The existing investor pathway is the EB-5 visa, created by Congress in 1990 under INA §203(b)(5). EB-5 is a real, functioning program with a well-established — if notoriously slow — legal framework. The two are frequently compared, so it is worth understanding what each actually requires and how they differ.
How EB-5 Actually Works
The EB-5 Immigrant Investor Program requires a qualifying investment in a new commercial enterprise that creates U.S. jobs. The core requirements:
- Investment amount: $1.05 million standard; $800,000 in a Targeted Employment Area (TEA) — a rural area or area of high unemployment
- Job creation: The investment must directly or indirectly create at least 10 full-time jobs for qualifying U.S. workers
- At-risk capital: The investment must be genuinely at risk — you are not guaranteed to get it back
- Conditional green card first: USCIS initially grants a 2-year conditional permanent residency; you must then file to remove conditions (Form I-829), proving the investment was made and jobs were created
The most common path is through USCIS-designated regional centers — pooled investment vehicles focused on real estate, infrastructure, or other large-scale projects. This is a passive investment: you do not need to manage the business yourself. Over 95% of EB-5 applicants use the regional center model.

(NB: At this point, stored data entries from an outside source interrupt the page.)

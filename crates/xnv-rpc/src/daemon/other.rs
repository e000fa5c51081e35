use serde::Serialize;
use serde_json::{json, Value};

use crate::config::ClientConfig;
use crate::error::RpcError;
use crate::rpc::{self, HttpTransport, Transport};

use super::types::{
    OutputDistributionOptions, OutputDistributionParams, OutputIndex, TransactionsOptions,
    TransactionsParams,
};

/// Client for the daemon's plain HTTP endpoints.
///
/// These take the params object as the whole request body and are posted to
/// `/{endpoint}`; there is no JSON-RPC envelope. Endpoints whose names end in
/// `.bin` are still addressed with a JSON body here.
#[derive(Debug, Clone)]
pub struct DaemonOther<T = HttpTransport> {
    transport: T,
}

impl DaemonOther {
    pub fn new(config: &ClientConfig) -> Result<Self, RpcError> {
        Ok(Self::with_transport(HttpTransport::new(config)?))
    }

    pub fn base_url(&self) -> &str {
        self.transport.base_url()
    }
}

impl<T> DaemonOther<T> {
    pub fn with_transport(transport: T) -> Self {
        Self { transport }
    }

    pub fn transport(&self) -> &T {
        &self.transport
    }
}

impl<T: Transport> DaemonOther<T> {
    /// Call any endpoint by name.
    pub async fn call<P>(&self, endpoint: &str, params: &P) -> Result<Value, RpcError>
    where
        P: Serialize + ?Sized,
    {
        rpc::direct(&self.transport, endpoint, params).await
    }

    // ==========================================================================
    // Blocks
    // ==========================================================================

    pub async fn get_height(&self) -> Result<Value, RpcError> {
        self.call("get_height", &json!({})).await
    }

    pub async fn get_blocks_bin(
        &self,
        block_ids: &[&str],
        start_height: u64,
        prune: bool,
    ) -> Result<Value, RpcError> {
        self.call(
            "get_blocks.bin",
            &json!({
                "block_ids": block_ids,
                "start_height": start_height,
                "prune": prune,
            }),
        )
        .await
    }

    pub async fn get_blocks_by_height_bin(&self, heights: &[u64]) -> Result<Value, RpcError> {
        self.call("get_blocks_by_height.bin", &json!({ "heights": heights })).await
    }

    pub async fn get_hashes_bin(
        &self,
        block_ids: &[&str],
        start_height: u64,
    ) -> Result<Value, RpcError> {
        self.call(
            "get_hashes.bin",
            &json!({ "block_ids": block_ids, "start_height": start_height }),
        )
        .await
    }

    pub async fn get_alt_blocks_hashes(&self) -> Result<Value, RpcError> {
        self.call("get_alt_blocks_hashes", &json!({})).await
    }

    pub async fn save_bc(&self) -> Result<Value, RpcError> {
        self.call("save_bc", &json!({})).await
    }

    pub async fn pop_blocks(&self, nblocks: u64) -> Result<Value, RpcError> {
        self.call("pop_blocks", &json!({ "nblocks": nblocks })).await
    }

    // ==========================================================================
    // Outputs and Transactions
    // ==========================================================================

    pub async fn get_o_indexes_bin(&self, txid: &str) -> Result<Value, RpcError> {
        self.call("get_o_indexes.bin", &json!({ "txid": txid })).await
    }

    pub async fn get_outs_bin(&self, outputs: &[OutputIndex]) -> Result<Value, RpcError> {
        self.call("get_outs.bin", &json!({ "outputs": outputs })).await
    }

    pub async fn get_outs(
        &self,
        outputs: &[OutputIndex],
        get_txid: bool,
    ) -> Result<Value, RpcError> {
        self.call(
            "get_outs",
            &json!({ "outputs": outputs, "get_txid": get_txid }),
        )
        .await
    }

    pub async fn get_output_distribution_bin(
        &self,
        amounts: &[u64],
        options: &OutputDistributionOptions,
    ) -> Result<Value, RpcError> {
        self.call(
            "get_output_distribution.bin",
            &OutputDistributionParams { amounts, options },
        )
        .await
    }

    pub async fn get_transactions(
        &self,
        txs_hashes: &[&str],
        options: &TransactionsOptions,
    ) -> Result<Value, RpcError> {
        self.call(
            "get_transactions",
            &TransactionsParams {
                txs_hashes,
                options,
            },
        )
        .await
    }

    pub async fn is_key_image_spent(&self, key_images: &[&str]) -> Result<Value, RpcError> {
        self.call("is_key_image_spent", &json!({ "key_images": key_images })).await
    }

    pub async fn send_raw_transaction(
        &self,
        tx_as_hex: &str,
        do_not_relay: bool,
    ) -> Result<Value, RpcError> {
        self.call(
            "send_raw_transaction",
            &json!({ "tx_as_hex": tx_as_hex, "do_not_relay": do_not_relay }),
        )
        .await
    }

    // ==========================================================================
    // Transaction Pool
    // ==========================================================================

    pub async fn get_transaction_pool(&self) -> Result<Value, RpcError> {
        self.call("get_transaction_pool", &json!({})).await
    }

    pub async fn get_transaction_pool_hashes_bin(&self) -> Result<Value, RpcError> {
        self.call("get_transaction_pool_hashes.bin", &json!({})).await
    }

    pub async fn get_transaction_pool_hashes(&self) -> Result<Value, RpcError> {
        self.call("get_transaction_pool_hashes", &json!({})).await
    }

    pub async fn get_transaction_pool_stats(&self) -> Result<Value, RpcError> {
        self.call("get_transaction_pool_stats", &json!({})).await
    }

    // ==========================================================================
    // Mining
    // ==========================================================================

    pub async fn start_mining(
        &self,
        address: &str,
        threads_count: u32,
        do_background_mining: bool,
        ignore_battery: bool,
    ) -> Result<Value, RpcError> {
        self.call(
            "start_mining",
            &json!({
                "address": address,
                "threads_count": threads_count,
                "do_background_mining": do_background_mining,
                "ignore_battery": ignore_battery,
            }),
        )
        .await
    }

    pub async fn set_donate_level(&self, blocks: u32) -> Result<Value, RpcError> {
        self.call("set_donate_level", &json!({ "blocks": blocks })).await
    }

    pub async fn stop_mining(&self) -> Result<Value, RpcError> {
        self.call("stop_mining", &json!({})).await
    }

    pub async fn mining_status(&self) -> Result<Value, RpcError> {
        self.call("mining_status", &json!({})).await
    }

    pub async fn set_log_hash_rate(&self, visible: bool) -> Result<Value, RpcError> {
        self.call("set_log_hash_rate", &json!({ "visible": visible })).await
    }

    // ==========================================================================
    // Peers and Network
    // ==========================================================================

    pub async fn get_peer_list(&self) -> Result<Value, RpcError> {
        self.call("get_peer_list", &json!({})).await
    }

    pub async fn get_public_nodes(&self) -> Result<Value, RpcError> {
        self.call("get_public_nodes", &json!({})).await
    }

    pub async fn out_peers(&self) -> Result<Value, RpcError> {
        self.call("out_peers", &json!({})).await
    }

    pub async fn in_peers(&self) -> Result<Value, RpcError> {
        self.call("in_peers", &json!({})).await
    }

    pub async fn get_net_stats(&self) -> Result<Value, RpcError> {
        self.call("get_net_stats", &json!({})).await
    }

    pub async fn get_limit(&self) -> Result<Value, RpcError> {
        self.call("get_limit", &json!({})).await
    }

    /// Bandwidth limits in kB/s. The daemon treats `-1` as "reset to
    /// default" and `0` as "leave unchanged".
    pub async fn set_limit(&self, limit_down: i64, limit_up: i64) -> Result<Value, RpcError> {
        self.call(
            "set_limit",
            &json!({ "limit_down": limit_down, "limit_up": limit_up }),
        )
        .await
    }

    pub async fn set_bootstrap_daemon(
        &self,
        address: &str,
        username: &str,
        password: &str,
    ) -> Result<Value, RpcError> {
        self.call(
            "set_bootstrap_daemon",
            &json!({
                "address": address,
                "username": username,
                "password": password,
            }),
        )
        .await
    }

    // ==========================================================================
    // Daemon Control
    // ==========================================================================

    pub async fn get_info(&self) -> Result<Value, RpcError> {
        self.call("get_info", &json!({})).await
    }

    pub async fn set_log_level(&self, level: u8) -> Result<Value, RpcError> {
        self.call("set_log_level", &json!({ "level": level })).await
    }

    pub async fn set_log_categories(&self, categories: &str) -> Result<Value, RpcError> {
        self.call("set_log_categories", &json!({ "categories": categories })).await
    }

    pub async fn stop_daemon(&self) -> Result<Value, RpcError> {
        self.call("stop_daemon", &json!({})).await
    }

    pub async fn update(&self) -> Result<Value, RpcError> {
        self.call("update", &json!({})).await
    }
}

#[cfg(test)]
mod tests {
    use super::*;
    use crate::rpc::mock::MockTransport;

    fn client() -> DaemonOther<MockTransport> {
        DaemonOther::with_transport(MockTransport::new())
    }

    #[tokio::test]
    async fn body_is_params_without_envelope() {
        let daemon = client();
        daemon.get_height().await.unwrap();
        assert_eq!(daemon.transport().last_request(), ("get_height".to_owned(), json!({})));
    }

    #[tokio::test]
    async fn binary_endpoints_keep_suffix_in_path() {
        let daemon = client();
        daemon.get_blocks_bin(&["aa", "bb"], 5, true).await.unwrap();
        assert_eq!(
            daemon.transport().last_request(),
            (
                "get_blocks.bin".to_owned(),
                json!({"block_ids": ["aa", "bb"], "start_height": 5, "prune": true})
            )
        );

        daemon.get_transaction_pool_hashes_bin().await.unwrap();
        assert_eq!(
            daemon.transport().last_request().0,
            "get_transaction_pool_hashes.bin"
        );
    }

    #[tokio::test]
    async fn get_transactions_defaults_flags_to_false() {
        let daemon = client();
        daemon
            .get_transactions(&["deadbeef"], &TransactionsOptions::default())
            .await
            .unwrap();
        assert_eq!(
            daemon.transport().last_request(),
            (
                "get_transactions".to_owned(),
                json!({
                    "txs_hashes": ["deadbeef"],
                    "decode_as_json": false,
                    "prune": false,
                    "split": false,
                })
            )
        );
    }

    #[tokio::test]
    async fn get_outs_serializes_output_indices() {
        let daemon = client();
        daemon
            .get_outs(&[OutputIndex { amount: 0, index: 42 }], true)
            .await
            .unwrap();
        assert_eq!(
            daemon.transport().last_request().1,
            json!({"outputs": [{"amount": 0, "index": 42}], "get_txid": true})
        );
    }

    #[tokio::test]
    async fn output_distribution_bin_uses_documented_defaults() {
        let daemon = client();
        daemon
            .get_output_distribution_bin(&[0], &OutputDistributionOptions::default())
            .await
            .unwrap();
        assert_eq!(
            daemon.transport().last_request(),
            (
                "get_output_distribution.bin".to_owned(),
                json!({
                    "amounts": [0],
                    "from_height": 0,
                    "to_height": 0,
                    "cumulative": false,
                    "binary": true,
                    "compress": false,
                })
            )
        );
    }

    #[tokio::test]
    async fn set_limit_allows_reset_sentinel() {
        let daemon = client();
        daemon.set_limit(-1, 2048).await.unwrap();
        assert_eq!(
            daemon.transport().last_request().1,
            json!({"limit_down": -1, "limit_up": 2048})
        );
    }

    #[tokio::test]
    async fn start_mining_params() {
        let daemon = client();
        daemon
            .start_mining("NV1abc", 2, false, true)
            .await
            .unwrap();
        assert_eq!(
            daemon.transport().last_request(),
            (
                "start_mining".to_owned(),
                json!({
                    "address": "NV1abc",
                    "threads_count": 2,
                    "do_background_mining": false,
                    "ignore_battery": true,
                })
            )
        );
    }

    #[tokio::test]
    async fn every_endpoint_sends_its_remote_key_names() {
        let daemon = client();
        let outputs = [OutputIndex { amount: 0, index: 7 }];
        daemon.get_blocks_by_height_bin(&[1, 2]).await.unwrap();
        daemon.get_hashes_bin(&["aa"], 3).await.unwrap();
        daemon.pop_blocks(4).await.unwrap();
        daemon.get_outs_bin(&outputs).await.unwrap();
        daemon.is_key_image_spent(&["ki"]).await.unwrap();
        daemon.send_raw_transaction("0101", true).await.unwrap();
        daemon.set_donate_level(5).await.unwrap();
        daemon.set_log_hash_rate(true).await.unwrap();
        daemon
            .set_bootstrap_daemon("node.example:17566", "bob", "hunter2")
            .await
            .unwrap();
        daemon.set_log_level(2).await.unwrap();
        daemon.set_log_categories("*:INFO").await.unwrap();

        let expected = [
            ("get_blocks_by_height.bin", json!({"heights": [1, 2]})),
            ("get_hashes.bin", json!({"block_ids": ["aa"], "start_height": 3})),
            ("pop_blocks", json!({"nblocks": 4})),
            ("get_outs.bin", json!({"outputs": [{"amount": 0, "index": 7}]})),
            ("is_key_image_spent", json!({"key_images": ["ki"]})),
            ("send_raw_transaction", json!({"tx_as_hex": "0101", "do_not_relay": true})),
            ("set_donate_level", json!({"blocks": 5})),
            ("set_log_hash_rate", json!({"visible": true})),
            (
                "set_bootstrap_daemon",
                json!({
                    "address": "node.example:17566",
                    "username": "bob",
                    "password": "hunter2",
                }),
            ),
            ("set_log_level", json!({"level": 2})),
            ("set_log_categories", json!({"categories": "*:INFO"})),
        ];
        let requests = daemon.transport().requests();
        assert_eq!(requests.len(), expected.len());
        for ((path, body), (want_path, want_body)) in requests.iter().zip(expected.iter()) {
            assert_eq!(path, want_path);
            assert_eq!(body, want_body, "body of `{path}`");
        }
    }
}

What the Gold Card Would Be (If Enacted)
The Gold Card proposal as announced by the Trump administration would work very differently from EB-5:
- $5 million flat fee paid directly to the U.S. government — not invested in any project
- No job creation requirement — the payment is sufficient on its own
- Direct permanent residency — the proposal would grant a green card more directly, without the conditional residency step of EB-5
- Faster processing — faster than the EB-5 timeline was a stated goal of the proposal
As of April 2026, no legislation implementing the Gold Card has passed Congress. The proposal requires a new law — it cannot be implemented by executive action alone, because EB-5 and the immigrant investor category are defined by statute (INA §203(b)(5)). Creating a new $5 million fee-based pathway would require Congressional action.
EB-5 vs Gold Card: Key Differences
| Factor | EB-5 (Current Law) | Gold Card (Proposal) |
|---|---|---|
| Cost | $800k (TEA) or $1.05M standard | $5 million |
| Type of payment | Investment (potentially refundable) | Fee to government (non-refundable) |
| Job creation required? | Yes — 10 full-time U.S. jobs | No |
| Conditional residency first? | Yes — 2-year conditional GC, then I-829 | No (proposed direct permanent GC) |
| Processing time | 5–10 years total (I-526E + visa wait + I-829) | Faster — but undefined (proposal only) |
| Legal status | Existing law (INA §203(b)(5)) | Proposal only — not enacted as of Apr 2026 |
| Who qualifies | High-net-worth investors with $800k–$1M+ to deploy | Ultra-high-net-worth individuals with $5M to pay |
| Regional center option? | Yes — passive investment through pooled funds | N/A — direct government fee |
Bottom Line for Most Readers
If you are an EB-2 or EB-3 applicant waiting on your priority date — which describes the vast majority of visitors to this site — neither EB-5 nor the Gold Card is relevant to your case. These are entirely separate immigration pathways requiring substantial capital. They do not affect the EB-2 or EB-3 quota, the visa bulletin, or your place in the employment-based queue.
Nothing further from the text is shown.